We applied Tet2⁺/⁻ bone marrow transplantation (BMT) mouse model to investigate the contribution of clonal hematopoiesis to cardiac aging. A transcriptome-guided small-molecule screening strategy was employed to identify potential therapeutic compounds. Target validation involved molecular docking, enzymatic inhibition, and surface plasmon resonance assays. Epigenetic regulation was assessed using chromatin immunoprecipitation sequencing (ChIP-seq) and transcriptomic profiling.

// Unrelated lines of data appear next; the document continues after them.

//! Alumni handlers
//!
//! Alumni records are normally produced by the promotion workflow; these
//! endpoints cover direct admin maintenance of the table.

use axum::{
    extract::{Path, Query},
    http::StatusCode,
    response::Json,
    Extension,
};
use sea_orm::{
    ActiveModelTrait, ColumnTrait, EntityTrait, QueryFilter, QueryOrder, Set,
};
use serde::{Deserialize, Serialize};
use std::collections::HashMap;

use crate::entity::{alumni, department};
use crate::error::{AppError, AppResult, OptionExt};
use crate::middleware::auth::CurrentUser;
use crate::middleware::DbConn;
use crate::policy::{self, Capability};

/// Query parameters for alumni listing
#[derive(Debug, Deserialize)]
pub struct ListAlumniQuery {
    #[serde(rename = "passingYear")]
    pub passing_year: Option<String>,
}

/// Create alumni request
#[derive(Debug, Deserialize)]
pub struct CreateAlumniRequest {
    #[serde(rename = "rollNumber")]
    pub roll_number: String,
    pub name: String,
    #[serde(default)]
    pub mobile: String,
    #[serde(rename = "passingYear")]
    pub passing_year: String,
    #[serde(rename = "departmentId")]
    pub department_id: i64,
}

/// Update alumni request; absent fields are left untouched
#[derive(Debug, Deserialize)]
pub struct UpdateAlumniRequest {
    #[serde(rename = "rollNumber")]
    pub roll_number: Option<String>,
    pub name: Option<String>,
    pub mobile: Option<String>,
    #[serde(rename = "passingYear")]
    pub passing_year: Option<String>,
}

/// Alumni response with joined department
#[derive(Debug, Serialize)]
pub struct AlumniResponse {
    pub id: i64,
    #[serde(rename = "rollNumber")]
    pub roll_number: String,
    pub name: String,
    pub mobile: String,
    #[serde(rename = "passingYear")]
    pub passing_year: String,
    #[serde(rename = "departmentId")]
    pub department_id: i64,
    pub department: Option<department::Model>,
}

impl AlumniResponse {
    fn from_model(m: alumni::Model, departments: &HashMap<i64, department::Model>) -> Self {
        Self {
            id: m.id,
            roll_number: m.roll_number,
            name: m.name,
            mobile: m.mobile,
            passing_year: m.passing_year,
            department_id: m.department_id,
            department: departments.get(&m.department_id).cloned(),
        }
    }
}

/// GET /api/alumni
pub async fn list_alumni(
    Extension(db): Extension<DbConn>,
    Extension(user): Extension<CurrentUser>,
    Query(query): Query<ListAlumniQuery>,
) -> AppResult<Json<Vec<AlumniResponse>>> {
    policy::require(&user, Capability::ManageAlumni)?;

    let mut find = alumni::Entity::find();
    if let Some(passing_year) = &query.passing_year {
        find = find.filter(alumni::Column::PassingYear.eq(passing_year));
    }

    let records = find
        .order_by_desc(alumni::Column::PassingYear)
        .all(&*db)
        .await?;

    let departments: HashMap<i64, department::Model> = department::Entity::find()
        .all(&*db)
        .await?
        .into_iter()
        .map(|d| (d.id, d))
        .collect();

    let response = records
        .into_iter()
        .map(|a| AlumniResponse::from_model(a, &departments))
        .collect();

    Ok(Json(response))
}

/// POST /api/alumni
pub async fn create_alumni(
    Extension(db): Extension<DbConn>,
    Extension(user): Extension<CurrentUser>,
    Json(req): Json<CreateAlumniRequest>,
) -> AppResult<(StatusCode, Json<alumni::Model>)> {
    policy::require(&user, Capability::ManageAlumni)?;

    if req.roll_number.trim().is_empty()
        || req.name.trim().is_empty()
        || req.passing_year.trim().is_empty()
    {
        return Err(AppError::Validation(
            "roll number, name and passing year are required".to_string(),
        ));
    }

    department::Entity::find_by_id(req.department_id)
        .one(&*db)
        .await?
        .ok_or_not_found("department does not exist")?;

    let existing = alumni::Entity::find()
        .filter(alumni::Column::RollNumber.eq(req.roll_number.trim()))
        .one(&*db)
        .await?;
    if existing.is_some() {
        return Err(AppError::Conflict("roll number already exists".to_string()));
    }

    let new_alumni = alumni::ActiveModel {
        roll_number: Set(req.roll_number.trim().to_string()),
        name: Set(req.name.trim().to_string()),
        mobile: Set(req.mobile),
        passing_year: Set(req.passing_year.trim().to_string()),
        department_id: Set(req.department_id),
        ..Default::default()
    };
    let created = new_alumni.insert(&*db).await?;

    tracing::info!("Alumnus created: {} by {}", created.roll_number, user.username);
    Ok((StatusCode::CREATED, Json(created)))
}

/// PUT /api/alumni/:id
pub async fn update_alumni(
    Extension(db): Extension<DbConn>,
    Extension(user): Extension<CurrentUser>,
    Path(id): Path<i64>,
    Json(req): Json<UpdateAlumniRequest>,
) -> AppResult<Json<alumni::Model>> {
    policy::require(&user, Capability::ManageAlumni)?;

    let existing = alumni::Entity::find_by_id(id)
        .one(&*db)
        .await?
        .ok_or_not_found("alumnus not found")?;

    if let Some(roll) = &req.roll_number {
        let duplicate = alumni::Entity::find()
            .filter(alumni::Column::RollNumber.eq(roll.trim()))
            .filter(alumni::Column::Id.ne(id))
            .one(&*db)
            .await?;
        if duplicate.is_some() {
            return Err(AppError::Conflict("roll number already exists".to_string()));
        }
    }

    let mut active: alumni::ActiveModel = existing.into();
    if let Some(roll) = req.roll_number {
        active.roll_number = Set(roll.trim().to_string());
    }
    if let Some(name) = req.name {
        active.name = Set(name.trim().to_string());
    }
    if let Some(mobile) = req.mobile {
        active.mobile = Set(mobile);
    }
    if let Some(passing_year) = req.passing_year {
        active.passing_year = Set(passing_year.trim().to_string());
    }

    let updated = active.update(&*db).await?;
    Ok(Json(updated))
}

/// DELETE /api/alumni/:id
pub async fn delete_alumni(
    Extension(db): Extension<DbConn>,
    Extension(user): Extension<CurrentUser>,
    Path(id): Path<i64>,
) -> AppResult<Json<serde_json::Value>> {
    policy::require(&user, Capability::ManageAlumni)?;

    let existing = alumni::Entity::find_by_id(id)
        .one(&*db)
        .await?
        .ok_or_not_found("alumnus not found")?;

    alumni::Entity::delete_by_id(id).exec(&*db).await?;

    tracing::info!("Alumnus deleted: {} by {}", existing.roll_number, user.username);
    Ok(Json(serde_json::json!({"success": true})))
}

Genetic and pharmacological perturbation experiments were conducted to examine pathway involvement.Genetic manipulation confirmed the KDM5C–SIRT2–SASP regulatory axis mediates oridonin’s effects.TET2-driven clonal hematopoiesis promotes cardiac aging via inflammatory and epigenetic pathways. These finding point that oridonin, as a novel epigenetic modulator, attenuates myocardial dysfunction by inhibiting the KDM5C–SIRT2–SASP axis, supporting its potential as a targeted therapeutic candidate for CHIP-associated cardiac aging. ChIP-seq profiling was performed on bone marrow-derived macrophages(BMDMs) from Tet2-deficient mice 12 months after bone marrow transplantation and treatment with Oridonin 2 months. ChIP-seq of the histone modification H3K4me3 in BMDMs.